Virginia Web Scraping

Virginia Data Scraping, Web Scraping Tennessee, Data Extraction Tennessee, Scraping Web Data, Website Data Scraping, Email Scraping Tennessee, Email Database, Data Scraping Services, Scraping Contact Information, Data Scrubbing

Monday, 17 November 2014

A Web Scraper’s Guide to Kimono

Being a frequent reader of Hacker News, I noticed an item on the front page earlier this year which read, “Kimono – Never write a web scraper again.” Although it got a great number of upvotes, the tech junta was quick to note issues, especially if you are a developer who knows how to write scrapers. The biggest concern was a non-intuitive UX, followed by the inability of the first beta version to extract data items from websites as smoothly as the demo video suggested.

I decided to give it a few months before I tested it out, and I finally got the chance to do so recently.
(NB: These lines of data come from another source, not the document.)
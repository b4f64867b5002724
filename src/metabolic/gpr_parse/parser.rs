use indexmap::IndexMap;
use thiserror::Error;

use crate::metabolic::gene::Gene;
use crate::metabolic::gpr_parse::token::Token;
use crate::metabolic::model::{Gpr, GprOperatorType};

/*
GPR Grammar:
expression -> disjunction
disjunction -> conjunction ( "OR" conjunction )* ;
conjunction -> unary ( "AND" unary )* ;
unary -> "NOT" unary | primary ;
primary -> GENE | "(" expression ")" ;

e.g. ( Gene1 AND Gene2) OR (Gene3 AND NOT Gene4)
 */

/// GPR Parser
pub struct GPRParser<'gm> {
    /// Vector of tokens from the GPR string
    tokens: Vec<Token>,
    /// Current token being processed
    current: usize,
    /// Map containing the Genes
    pub(crate) gene_map: &'gm mut IndexMap<String, Gene>,
}

impl<'gm> GPRParser<'gm> {
    /// Create a new GPRParser, `tokens` must end with [`Token::Eof`]
    pub fn new(tokens: Vec<Token>, gene_map: &'gm mut IndexMap<String, Gene>) -> GPRParser<'gm> {
        GPRParser {
            tokens,
            current: 0,
            gene_map,
        }
    }

    // region Parsing Functions

    /// Parse the token vector into a GPR AST
    pub fn parse(&mut self) -> Result<Gpr, ParseError> {
        let gpr = self.disjunction()?;
        if !self.is_at_end() {
            return Err(ParseError::EarlyTermination);
        }
        Ok(gpr)
    }

    fn disjunction(&mut self) -> Result<Gpr, ParseError> {
        let mut expr = self.conjunction()?;
        while self.match_token(&Token::Or) {
            let right = self.conjunction()?;
            expr = Gpr::new_binary_operation(expr, GprOperatorType::Or, right)
                .map_err(|_| ParseError::InvalidBinaryOperator)?;
        }
        Ok(expr)
    }

    fn conjunction(&mut self) -> Result<Gpr, ParseError> {
        let mut expr = self.unary()?;
        while self.match_token(&Token::And) {
            let right = self.unary()?;
            expr = Gpr::new_binary_operation(expr, GprOperatorType::And, right)
                .map_err(|_| ParseError::InvalidBinaryOperator)?;
        }
        Ok(expr)
    }

    fn unary(&mut self) -> Result<Gpr, ParseError> {
        if self.match_token(&Token::Not) {
            let right = self.unary()?;
            return Gpr::new_unary_operation(GprOperatorType::Not, right)
                .map_err(|_| ParseError::InvalidUnaryOperator);
        }
        self.primary()
    }

    fn primary(&mut self) -> Result<Gpr, ParseError> {
        if let Some(identifier) = self.match_identifier() {
            self.insert_if_needed(&identifier);
            return Ok(Gpr::new_gene_node(&identifier));
        }

        if self.match_token(&Token::LeftParen) {
            let expr = self.disjunction()?;
            self.consume(&Token::RightParen, "Expect ')' after expression.")?;
            return Ok(expr);
        }

        Err(ParseError::ExpectedExpression)
    }

    // endregion Parsing Functions

    // region parsing helper functions

    /// If the current token matches `token` advance past it and return true
    fn match_token(&mut self, token: &Token) -> bool {
        if self.check(token) {
            self.advance();
            return true;
        }
        false
    }

    /// If the current token is an identifier, advance past it and return the gene id
    fn match_identifier(&mut self) -> Option<String> {
        if let Token::Identifier(id) = self.peek() {
            let id = id.clone();
            self.advance();
            return Some(id);
        }
        None
    }

    fn check(&self, token: &Token) -> bool {
        !self.is_at_end() && self.peek() == token
    }

    fn advance(&mut self) {
        if !self.is_at_end() {
            self.current += 1;
        }
    }

    fn is_at_end(&self) -> bool {
        matches!(self.peek(), Token::Eof)
    }

    fn peek(&self) -> &Token {
        self.tokens.get(self.current).unwrap_or(&Token::Eof)
    }

    fn consume(&mut self, token: &Token, msg: &str) -> Result<(), ParseError> {
        if self.check(token) {
            self.advance();
            return Ok(());
        }
        Err(ParseError::MissingToken(msg.to_string()))
    }

    // endregion parsing helper functions

    /// Insert a new active gene for `gene_id` unless the map already has one
    fn insert_if_needed(&mut self, gene_id: &str) {
        if !self.gene_map.contains_key(gene_id) {
            self.gene_map
                .insert(gene_id.to_string(), Gene::new_id_only(gene_id));
        }
    }
}

/// Enum representing possible parse errors
#[derive(Debug, Error, PartialEq, Clone)]
pub enum ParseError {
    /// Token was expected to be a binary operator but was not
    #[error("Invalid binary operator encountered, expected only `and` and `or`")]
    InvalidBinaryOperator,
    /// Token was expected to be a unary operator but was not
    #[error("Invalid unary operator encountered, expected only `not`")]
    InvalidUnaryOperator,
    /// Missing expected token (e.g. a right parenthesis)
    #[error("Missing expected token: {0}")]
    MissingToken(String),
    /// No expression found when one was expected
    #[error("No expression found, check that the GPR string is not empty")]
    ExpectedExpression,
    /// Expression was not completed when parsing terminated
    #[error("Parsing terminated early, check for a `not` between two gene identifiers/grouped expressions")]
    EarlyTermination,
}

#[cfg(test)]
mod tests {
    use super::*;
    use crate::metabolic::gpr_parse::lexer::Lexer;

    fn parse(source: &str) -> Result<Gpr, ParseError> {
        let tokens = Lexer::new(source).lex().unwrap();
        let mut gene_map = IndexMap::new();
        GPRParser::new(tokens, &mut gene_map).parse()
    }

    #[test]
    fn single_gene_parse() {
        assert_eq!(parse("Rv1304").unwrap(), Gpr::new_gene_node("Rv1304"));
    }

    #[test]
    fn and_binds_tighter_than_or() {
        let gpr = parse("Rv0001 or Rv0002 and Rv0003").unwrap();
        assert_eq!(format!("{}", gpr), "(Rv0001 or (Rv0002 and Rv0003))");
    }

    #[test]
    fn grouping_parse() {
        let gpr = parse("(Rv3141 or Rv0023) and Rv0018").unwrap();
        assert_eq!(format!("{}", gpr), "((Rv3141 or Rv0023) and Rv0018)");
    }

    #[test]
    fn repeated_binary_is_left_associative() {
        let gpr = parse("Rv0001 and Rv0002 and Rv0003").unwrap();
        assert_eq!(format!("{}", gpr), "((Rv0001 and Rv0002) and Rv0003)");
    }

    #[test]
    fn not_parse() {
        let gpr = parse("not Rv0023").unwrap();
        assert_eq!(format!("{}", gpr), "(not Rv0023)");
    }

    #[test]
    fn parse_errors() {
        assert_eq!(parse("Rv0001 not Rv0023"), Err(ParseError::EarlyTermination));
        assert_eq!(parse(""), Err(ParseError::ExpectedExpression));
        assert_eq!(parse("Rv0001 and"), Err(ParseError::ExpectedExpression));
        assert!(matches!(
            parse("(Rv0001 or Rv0002"),
            Err(ParseError::MissingToken(_))
        ));
    }
}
Kimono is a Y-Combinator backed startup trying to do something in a field where others have failed. Kimono is focused on creating APIs for websites which don’t have one, another term would be web scraping. Imagine you have a website which shows some data you would like to dynamically process in your website or application. If the website doesn’t have an API, you can create one using Kimono by extracting the data items from the website.

Is it Legal?

Kimono provides an FAQ section, which says that web scraping from public websites “is 100% legal” as long as you check the robots.txt file to see which URL patterns they have disallowed. However, I would advise you to proceed with caution because some websites can pose a problem.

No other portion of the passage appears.